// SPDX-License-Identifier: PMPL-1.0-or-later
// Copyright (c) 2026 Jonathan D.A. Jewell (hyperpolymath) <jonathan.jewell@open.ac.uk>
//
// Image module — loading, aspect-fit scaling, and preview encoding.

pub mod loader;

pub use loader::LoadedImage;
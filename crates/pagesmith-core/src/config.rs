// SPDX-License-Identifier: PMPL-1.0-or-later
// Copyright (c) 2026 Jonathan D.A. Jewell (hyperpolymath) <jonathan.jewell@open.ac.uk>
//
// Application configuration.

use serde::{Deserialize, Serialize};

/// Application settings.
#[derive(Debug, Clone, Serialize, Deserialize)]
pub struct AppConfig {
    /// Paper size for all generated PDFs.
    pub paper_size: crate::PaperSize,
    /// Preview canvas width in pixels.
    pub preview_width: u32,
    /// Preview canvas height in pixels.
    pub preview_height: u32,
    /// Preview font size in pixels, used to paginate text previews.
    pub preview_font_px: u32,
}

impl AppConfig {
    /// Drawing area inside the preview canvas (the canvas keeps a 10px inset
    /// on each side).
    pub fn preview_area(&self) -> (u32, u32) {
        (
            self.preview_width.saturating_sub(20),
            self.preview_height.saturating_sub(20),
        )
    }

    /// How many text lines fit on one preview page.
    pub fn preview_lines_per_page(&self) -> usize {
        let (_, area_h) = self.preview_area();
        // Line height is the font size plus 2px of leading.
        (area_h / (self.preview_font_px + 2)).max(1) as usize
    }
}

impl Default for AppConfig {
    fn default() -> Self {
        Self {
            paper_size: crate::PaperSize::A4,
            preview_width: 600,
            preview_height: 500,
            preview_font_px: 10,
        }
    }
}

#[cfg(test)]
mod tests {
    use super::*;

    #[test]
    fn default_preview_area_matches_canvas_inset() {
        let config = AppConfig::default();
        assert_eq!(config.preview_area(), (580, 480));
    }

    #[test]
    fn lines_per_page_is_never_zero() {
        let config = AppConfig {
            preview_height: 4,
            ..AppConfig::default()
        };
        assert_eq!(config.preview_lines_per_page(), 1);
    }
}
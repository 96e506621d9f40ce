// SPDX-License-Identifier: PMPL-1.0-or-later
// Copyright (c) 2026 Jonathan D.A. Jewell (hyperpolymath) <jonathan.jewell@open.ac.uk>

pub mod crop;
pub mod home;
pub mod images;
pub mod word;

pub(crate) mod widgets;
// SPDX-License-Identifier: PMPL-1.0-or-later
// Copyright (c) 2026 Jonathan D.A. Jewell (hyperpolymath) <jonathan.jewell@open.ac.uk>
//
// Unified error types for Pagesmith.

use thiserror::Error;

/// Top-level error type for all Pagesmith operations.
#[derive(Debug, Error)]
pub enum PagesmithError {
    // -- PDF errors --
    #[error("PDF operation failed: {0}")]
    PdfError(String),

    #[error("invalid page range {start}..={end} for a {total} page document")]
    InvalidPageRange { start: u32, end: u32, total: u32 },

    // -- Image errors --
    #[error("image processing failed: {0}")]
    ImageError(String),

    #[error("no images loaded")]
    NoImagesLoaded,

    // -- Word document errors --
    #[error("Word document error: {0}")]
    DocxError(String),

    #[error("this build has no Word document support")]
    DocxUnavailable,

    // -- I/O --
    #[error("file I/O error: {0}")]
    Io(#[from] std::io::Error),
}

/// Alias used throughout the codebase.
pub type Result<T> = std::result::Result<T, PagesmithError>;
// SPDX-License-Identifier: PMPL-1.0-or-later
// Copyright (c) 2026 Jonathan D.A. Jewell (hyperpolymath) <jonathan.jewell@open.ac.uk>
//
// Crop PDF page — open a PDF, browse its pages, keep a 1-indexed range.

use dioxus::prelude::*;

use pagesmith_core::{ConversionMode, PageCursor, PageRange};
use pagesmith_document::PdfReader;
use pagesmith_document::preview::{PagePreview, pdf_page_preview};

use crate::pages::widgets::{
    ConvertButton, Pager, PrimaryButton, StatusLine, failure_message, png_data_uri,
};
use crate::state::{AppState, CropSession};

/// Re-parse the source bytes and preview one page. Failures only lose the
/// preview, never the session.
fn render_preview(pdf_bytes: &[u8], page_number: u32, area: (u32, u32)) -> Option<PagePreview> {
    let reader = match PdfReader::from_bytes(pdf_bytes) {
        Ok(reader) => reader,
        Err(err) => {
            tracing::warn!(%err, "Re-parsing PDF for preview failed");
            return None;
        }
    };
    match pdf_page_preview(&reader, page_number, area.0, area.1) {
        Ok(preview) => Some(preview),
        Err(err) => {
            tracing::warn!(page_number, %err, "Page preview failed");
            None
        }
    }
}

#[component]
pub fn Crop() -> Element {
    let mut state = use_context::<Signal<AppState>>();

    let session = state.read().crop.clone();
    let status = state.read().status_message.clone();
    let area = state.read().config.preview_area();
    let (area_w, area_h) = area;

    rsx! {
        div {
            h1 { "Crop PDF" }
            p { style: "color: #666;", "Keep an inclusive page range; pages are numbered from 1." }

            PrimaryButton {
                label: "Choose PDF File",
                disabled: false,
                onclick: move |_| {
                    state.write().select_mode(ConversionMode::CropPdf);

                    let Some(path) = rfd::FileDialog::new()
                        .add_filter("PDF Files", &["pdf"])
                        .pick_file()
                    else {
                        return;
                    };

                    let pdf_bytes = match std::fs::read(&path) {
                        Ok(bytes) => bytes,
                        Err(err) => {
                            state.write().status_message =
                                Some(failure_message(&err.into()));
                            return;
                        }
                    };
                    let total_pages = match PdfReader::from_bytes(&pdf_bytes) {
                        Ok(reader) => reader.page_count(),
                        Err(err) => {
                            state.write().status_message =
                                Some(failure_message(&err));
                            return;
                        }
                    };

                    let file_name = path
                        .file_name()
                        .map(|n| n.to_string_lossy().to_string())
                        .unwrap_or_else(|| "document.pdf".into());
                    let preview = render_preview(&pdf_bytes, 1, area);

                    tracing::info!(file = %file_name, total_pages, "PDF opened for cropping");

                    let mut st = state.write();
                    st.crop = Some(CropSession {
                        file_name: file_name.clone(),
                        pdf_bytes,
                        total_pages,
                        cursor: PageCursor::new(total_pages as usize),
                        start_input: "1".to_string(),
                        end_input: total_pages.to_string(),
                        preview,
                    });
                    st.status_message =
                        Some(format!("Opened {file_name} ({total_pages} pages)"));
                },
            }

            if let Some(ref crop) = session {
                h3 { "Preview — {crop.file_name}" }

                // Preview canvas: page text plus any embedded images.
                div {
                    style: "border: 1px solid #e0e0e0; border-radius: 8px; background: white; padding: 10px; width: {area_w}px; height: {area_h}px; overflow: hidden;",
                    if let Some(ref preview) = crop.preview {
                        pre {
                            style: "margin: 0; font-size: 10px; white-space: pre-wrap;",
                            "{preview.text}"
                        }
                        for png in preview.images.iter() {
                            img {
                                src: png_data_uri(png),
                                style: "max-width: 100%; max-height: 50%; display: block; margin: 4px auto;",
                            }
                        }
                    } else {
                        span { style: "color: #999;", "No preview available" }
                    }
                }

                Pager {
                    label: format!("Page {}/{}", crop.cursor.index() + 1, crop.total_pages),
                    at_start: crop.cursor.at_start(),
                    at_end: crop.cursor.at_end(),
                    onprev: move |_| {
                        let mut st = state.write();
                        if let Some(crop) = st.crop.as_mut()
                            && crop.cursor.prev()
                        {
                            let page = crop.cursor.index() as u32 + 1;
                            crop.preview = render_preview(&crop.pdf_bytes, page, area);
                        }
                    },
                    onnext: move |_| {
                        let mut st = state.write();
                        if let Some(crop) = st.crop.as_mut()
                            && crop.cursor.next()
                        {
                            let page = crop.cursor.index() as u32 + 1;
                            crop.preview = render_preview(&crop.pdf_bytes, page, area);
                        }
                    },
                }

                // Range entry, validated on convert.
                div { style: "display: flex; justify-content: center; gap: 16px; margin: 8px 0; align-items: center;",
                    label { style: "font-size: 14px; color: #333;",
                        "Start page: "
                        input {
                            style: "width: 60px; padding: 4px; border: 1px solid #ccc; border-radius: 4px;",
                            value: "{crop.start_input}",
                            oninput: move |evt| {
                                if let Some(crop) = state.write().crop.as_mut() {
                                    crop.start_input = evt.value();
                                }
                            },
                        }
                    }
                    label { style: "font-size: 14px; color: #333;",
                        "End page: "
                        input {
                            style: "width: 60px; padding: 4px; border: 1px solid #ccc; border-radius: 4px;",
                            value: "{crop.end_input}",
                            oninput: move |evt| {
                                if let Some(crop) = state.write().crop.as_mut() {
                                    crop.end_input = evt.value();
                                }
                            },
                        }
                    }
                }

                div { style: "text-align: center; margin-top: 8px;",
                    ConvertButton {
                        disabled: false,
                        onclick: move |_| {
                            let session = state.read().crop.clone();
                            let Some(session) = session else { return };

                            let parsed = session
                                .start_input
                                .trim()
                                .parse::<u32>()
                                .and_then(|s| Ok((s, session.end_input.trim().parse::<u32>()?)));
                            let Ok((start, end)) = parsed else {
                                state.write().status_message =
                                    Some("Page numbers must be whole numbers.".into());
                                return;
                            };

                            let range = PageRange::new(start, end);
                            if let Err(err) = range.validate(session.total_pages) {
                                state.write().status_message = Some(failure_message(&err));
                                return;
                            }

                            if let Some(out) = rfd::FileDialog::new()
                                .add_filter("PDF Files", &["pdf"])
                                .set_file_name("cropped.pdf")
                                .save_file()
                            {
                                let result = PdfReader::from_bytes(&session.pdf_bytes)
                                    .and_then(|reader| reader.crop_to_file(range, &out));
                                match result {
                                    Ok(()) => {
                                        tracing::info!(
                                            output = %out.display(),
                                            start, end,
                                            "Crop complete"
                                        );
                                        state.write().status_message =
                                            Some("PDF cropped successfully!".into());
                                    }
                                    Err(err) => {
                                        state.write().status_message =
                                            Some(failure_message(&err));
                                    }
                                }
                            }
                        },
                    }
                }
            }

            StatusLine { message: status }
        }
    }
}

------------

How many lines in these records hold the string "into"? Reply with the number alone.

Worked solution: 4